4. There is also the statement of Thiru K. Jayaraj, examined as P.W. 2, in the course of the disciplinary enquiry and that is to the effect that on 2nd August, 1973, the petitioner came to the stores and checked the bills with the stock book till about 1.30 p.m. and that thereafter, he (P.W. 2) had gone away for the evening parade and that when he returned next day, the Deputy Commissioner of Police questioned him about the stock book and the bills and he informed that he found only the bills, but not the stock book. In the course of the enquiry, all that was said by the petitioner against the evidence of P.W. 2 was that he (P.W. 2) could not have noticed the petitioner carrying away the records, as he had left the office at about 1.45 p.m. when the petitioner was there. This was not accepted as the evidence of D.W. 4 established that the petitioner left officer at about 2.00 p.m. subsequent to P.W. 2's departure.
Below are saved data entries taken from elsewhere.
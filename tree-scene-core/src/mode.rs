//! Scene-mode state machine: the coarse formation/chaos mode plus the
//! orthogonal single-item detail overlay.

/// Coarse layout mode owned by user interaction.
#[derive(Debug, Clone, Copy, PartialEq, Eq, Default)]
pub enum BaseMode {
    #[default]
    Formation,
    Chaos,
}

/// Spatial regime resolvers actually work in. Detail view always
/// implies the camera-relative regime for non-focal items, whatever
/// the base mode is, because receding layout only makes sense relative
/// to the camera.
#[derive(Debug, Clone, Copy, PartialEq, Eq)]
pub enum EffectiveMode {
    Formation,
    Chaos,
}

/// The one place the override rule lives.
pub fn effective_mode(base: BaseMode, selected: Option<u32>) -> EffectiveMode {
    if selected.is_some() {
        return EffectiveMode::Chaos;
    }
    match base {
        BaseMode::Formation => EffectiveMode::Formation,
        BaseMode::Chaos => EffectiveMode::Chaos,
    }
}

/// Process-wide mode state. Transitions return whether they were
/// accepted; rejected ones change nothing, since they reflect UI races
/// rather than faults.
#[derive(Debug, Clone, Default, PartialEq, Eq)]
pub struct SceneMode {
    base: BaseMode,
    selected: Option<u32>,
}

impl SceneMode {
    pub fn base(&self) -> BaseMode {
        self.base
    }

    pub fn selected(&self) -> Option<u32> {
        self.selected
    }

    pub fn detail_active(&self) -> bool {
        self.selected.is_some()
    }

    pub fn effective(&self) -> EffectiveMode {
        effective_mode(self.base, self.selected)
    }

    /// Flip formation/chaos. Rejected while an item is focused.
    pub fn toggle_chaos(&mut self) -> bool {
        if self.selected.is_some() {
            return false;
        }
        self.base = match self.base {
            BaseMode::Formation => BaseMode::Chaos,
            BaseMode::Chaos => BaseMode::Formation,
        };
        true
    }

    /// Set the base mode directly (full-screen flag from the UI).
    /// Rejected while an item is focused.
    pub fn set_base(&mut self, base: BaseMode) -> bool {
        if self.selected.is_some() {
            return false;
        }
        self.base = base;
        true
    }

    /// Focus one item. Rejected when something is already focused or
    /// the id is outside the collection.
    pub fn select(&mut self, id: u32, item_count: usize) -> bool {
        if self.selected.is_some() || (id as usize) >= item_count {
            return false;
        }
        self.selected = Some(id);
        true
    }

    /// Drop the focus, returning to whatever the base mode was.
    pub fn clear_selection(&mut self) -> bool {
        self.selected.take().is_some()
    }
}
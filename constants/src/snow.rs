use bevy::math::Vec3;

/// Number of snow flakes in the fixed particle set.
pub const SNOW_COUNT: usize = 900;

/// Box the snow field occupies: x/z centred on the origin, y from 0 up.
pub const SNOW_EXTENT: Vec3 = Vec3::new(24.0, 14.0, 24.0);

/// Per-flake fall speed range, world units per second.
pub const SNOW_FALL_SPEED_MIN: f32 = 0.35;
pub const SNOW_FALL_SPEED_MAX: f32 = 1.1;

/// Sinusoidal wind displacement applied to falling flakes.
pub const SNOW_WIND_AMPLITUDE: f32 = 0.45;
pub const SNOW_WIND_FREQUENCY: f32 = 0.35;

/// Height of the opacity fade band at the top and bottom of the extent,
/// hiding the wrap point.
pub const SNOW_FADE_BAND: f32 = 1.5;

/// Per-flake quad size range.
pub const SNOW_FLAKE_SIZE_MIN: f32 = 0.035;
pub const SNOW_FLAKE_SIZE_MAX: f32 = 0.09;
It is thus seen that with reference to Charge No. 1 relating to the disappearance of stock books, the evidence of P.W. 2 had been accepted by the authorities below. Therefore, it is not as if the first charge against the petitioner has not been made out by the evidence. Earlier, it had noticed how the charge of causing disappearance of stock books of clothing articles attributed to the petitioner did not form the subject matter of prosecution. It is therefore clear that the subject matter of Charge No. 1 was not already adjudicated upon either by the trial court of the appellate court, but was considered by the enquiry officer on the basis of fresh materials and evidence only in the course of the disciplinary proceedings initiated against the petitioner. It is therefore not possible to accept the contention of the learned counsel for the petitioner that Charge No. 1 had already been pronounced upon by a competent criminal court and, therefore, it was incompetent for the disciplinary authorities to proceed to enquire into the same on the basis of fresh materials and to sustain it as well.
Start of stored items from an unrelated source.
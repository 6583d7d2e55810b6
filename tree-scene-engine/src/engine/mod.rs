pub mod assets;
pub mod camera;
pub mod interaction;
pub mod scene;
pub mod state;
pub mod ui;
//! Pointer picking over the photo cards: hover feedback and
//! click-to-focus. Nearest hit wins, which stands in for event
//! propagation stop.

use bevy::prelude::*;
use bevy::window::PrimaryWindow;

use crate::engine::interaction::ray::ray_obb_distance;
use crate::engine::scene::photos::{CARD_DEPTH, CARD_HEIGHT, CARD_WIDTH};
use crate::engine::scene::{Hovered, PhotoCard};
use crate::engine::state::{ModeState, SceneCommand};

pub fn pointer_pick(
    windows: Query<&Window, With<PrimaryWindow>>,
    camera_query: Query<(&Camera, &GlobalTransform), With<Camera3d>>,
    cards: Query<(Entity, &GlobalTransform, &PhotoCard)>,
    hovered: Query<Entity, With<Hovered>>,
    mouse: Res<ButtonInput<MouseButton>>,
    mode: Res<ModeState>,
    mut commands: Commands,
    mut scene_commands: EventWriter<SceneCommand>,
) {
    let clear_hover = |commands: &mut Commands, keep: Option<Entity>| {
        for entity in &hovered {
            if keep != Some(entity) {
                commands.entity(entity).remove::<Hovered>();
            }
        }
    };

    let Ok(window) = windows.single() else {
        return;
    };
    let Some(cursor) = window.cursor_position() else {
        clear_hover(&mut commands, None);
        return;
    };
    let Ok((camera, camera_transform)) = camera_query.single() else {
        return;
    };
    let Ok(ray) = camera.viewport_to_world(camera_transform, cursor) else {
        clear_hover(&mut commands, None);
        return;
    };

    let half_extents = Vec3::new(CARD_WIDTH * 0.5, CARD_HEIGHT * 0.5, CARD_DEPTH * 0.5);
    let mut nearest: Option<(Entity, usize, f32)> = None;
    for (entity, transform, card) in &cards {
        if let Some(t) = ray_obb_distance(ray.origin, *ray.direction, transform, half_extents) {
            if nearest.is_none_or(|(_, _, best)| t < best) {
                nearest = Some((entity, card.index, t));
            }
        }
    }

    clear_hover(&mut commands, nearest.map(|(entity, _, _)| entity));
    if let Some((entity, _, _)) = nearest {
        commands.entity(entity).insert(Hovered);
    }

    if mouse.just_pressed(MouseButton::Left) {
        if mode.0.detail_active() {
            // Any click while focused dismisses the detail view.
            scene_commands.write(SceneCommand::ClearFocus);
        } else if let Some((_, index, _)) = nearest {
            scene_commands.write(SceneCommand::FocusPhoto(index));
        }
    }
}
//! Ray intersection against oriented boxes, used for card picking.

use bevy::prelude::*;

/// Slab-method ray test against an oriented box. The ray is taken into
/// the box's local frame, where the box is an axis-aligned slab of
/// `half_extents` around the origin; scale in the transform is folded
/// into that frame. Returns the nearest non-negative hit distance.
pub fn ray_obb_distance(
    origin: Vec3,
    direction: Vec3,
    transform: &GlobalTransform,
    half_extents: Vec3,
) -> Option<f32> {
    let inverse = transform.compute_matrix().inverse();
    let local_origin = inverse.transform_point3(origin);
    let local_direction = inverse.transform_vector3(direction);

    let mut t_min = f32::NEG_INFINITY;
    let mut t_max = f32::INFINITY;

    for axis in 0..3 {
        let o = local_origin[axis];
        let d = local_direction[axis];
        let extent = half_extents[axis];

        if d.abs() < 1e-8 {
            // Parallel to this slab: either always inside it or never.
            if o.abs() > extent {
                return None;
            }
            continue;
        }

        let inv_d = 1.0 / d;
        let mut t0 = (-extent - o) * inv_d;
        let mut t1 = (extent - o) * inv_d;
        if t0 > t1 {
            std::mem::swap(&mut t0, &mut t1);
        }
        t_min = t_min.max(t0);
        t_max = t_max.min(t1);
        if t_min > t_max {
            return None;
        }
    }

    if t_max < 0.0 {
        return None;
    }
    Some(if t_min >= 0.0 { t_min } else { t_max })
}

#[cfg(test)]
mod tests {
    use super::*;

    #[test]
    fn hits_box_straight_on() {
        let transform = GlobalTransform::from(Transform::from_xyz(0.0, 0.0, -5.0));
        let t = ray_obb_distance(Vec3::ZERO, Vec3::NEG_Z, &transform, Vec3::splat(0.5));
        assert!(t.is_some());
        assert!((t.unwrap() - 4.5).abs() < 1e-4);
    }

    #[test]
    fn misses_offset_box() {
        let transform = GlobalTransform::from(Transform::from_xyz(3.0, 0.0, -5.0));
        assert!(ray_obb_distance(Vec3::ZERO, Vec3::NEG_Z, &transform, Vec3::splat(0.5)).is_none());
    }

    #[test]
    fn respects_box_rotation() {
        // A thin card rotated 90 degrees about Y presents its depth to
        // the ray, so a ray that missed the face edge-on now hits.
        let thin = Vec3::new(0.5, 0.5, 0.01);
        let offset_origin = Vec3::new(0.3, 0.0, 0.0);

        let facing = GlobalTransform::from(
            Transform::from_xyz(0.0, 0.0, -5.0).with_rotation(Quat::from_rotation_y(0.0)),
        );
        assert!(ray_obb_distance(offset_origin, Vec3::NEG_Z, &facing, thin).is_some());

        let edge_on = GlobalTransform::from(
            Transform::from_xyz(0.0, 0.0, -5.0)
                .with_rotation(Quat::from_rotation_y(std::f32::consts::FRAC_PI_2)),
        );
        assert!(ray_obb_distance(offset_origin, Vec3::NEG_Z, &edge_on, thin).is_none());
    }

    #[test]
    fn ray_starting_inside_reports_exit() {
        let transform = GlobalTransform::IDENTITY;
        let t = ray_obb_distance(Vec3::ZERO, Vec3::X, &transform, Vec3::splat(1.0));
        assert!((t.unwrap() - 1.0).abs() < 1e-4);
    }

    #[test]
    fn behind_the_ray_is_a_miss() {
        let transform = GlobalTransform::from(Transform::from_xyz(0.0, 0.0, 5.0));
        assert!(ray_obb_distance(Vec3::ZERO, Vec3::NEG_Z, &transform, Vec3::splat(0.5)).is_none());
    }
}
5. The learned counsel for the petitioner next contended that in so far as the second charge framed against the petitioner is concerned, it flows from the first charge and that charge cannot be sustained on the basis of the materials made available during the enquiry. With reference to this, the learned Additional Government Pleader submitted that the petitioner had frankly admitted the shortage in his statement and cannot now be heard to contend that this charge has not been proved.

6. It is seen from the enquiry file that on 5th November, 1973, the petitioner had been furnished with a list of shortage articles and therein, the petitioner has made an endorsement to the effect that he will come to the office and speak and that there is no shortage. Thereupon on 9th November, 1973, a memo had been issued to the petitioner asking him to come to the Home Guard Office and to trace the articles short listed. It is in response to this, the petitioner had addressed a communication dated 16th November, 1973 (Ex. P. 18) to the Deputy Commissioner of Police, Head Quarters, Madras-8. Therein the petitioner has listed about 10 articles found short. After stating this, the petitioner had proceeded to give an explanation for the shortage on the ground that they were all part worn and were given away as souvenir to the Home Guards who participated in the Third All India Home Guards and Civil Defence Duty Meet at Bangalore during 1972. The petitioner wound up that communication by saying that the proportionate cost of the articles may be written off as the value of the shortage was negligible. From this communication addressed by the petitioner, it is obvious that the petitioner had accepted the shortage as per the list already furnished to him, though not to the full extent and had attempted to explain the shortage as well. There is no material placed by the petitioner to establish that the short listen articles were either given away as souvenir on the occasion mentioned by the petitioner in his communication dated 16th November, 1973. In other words, while the petitioner has accepted the shortage even as per his communication dated 16th November, 1973, he has not been in a position to offer any accepted or satisfactory explanation for the same. Under those circumstances, on the materials, the second charge framed against the petitioner was also rightly held to have been proved.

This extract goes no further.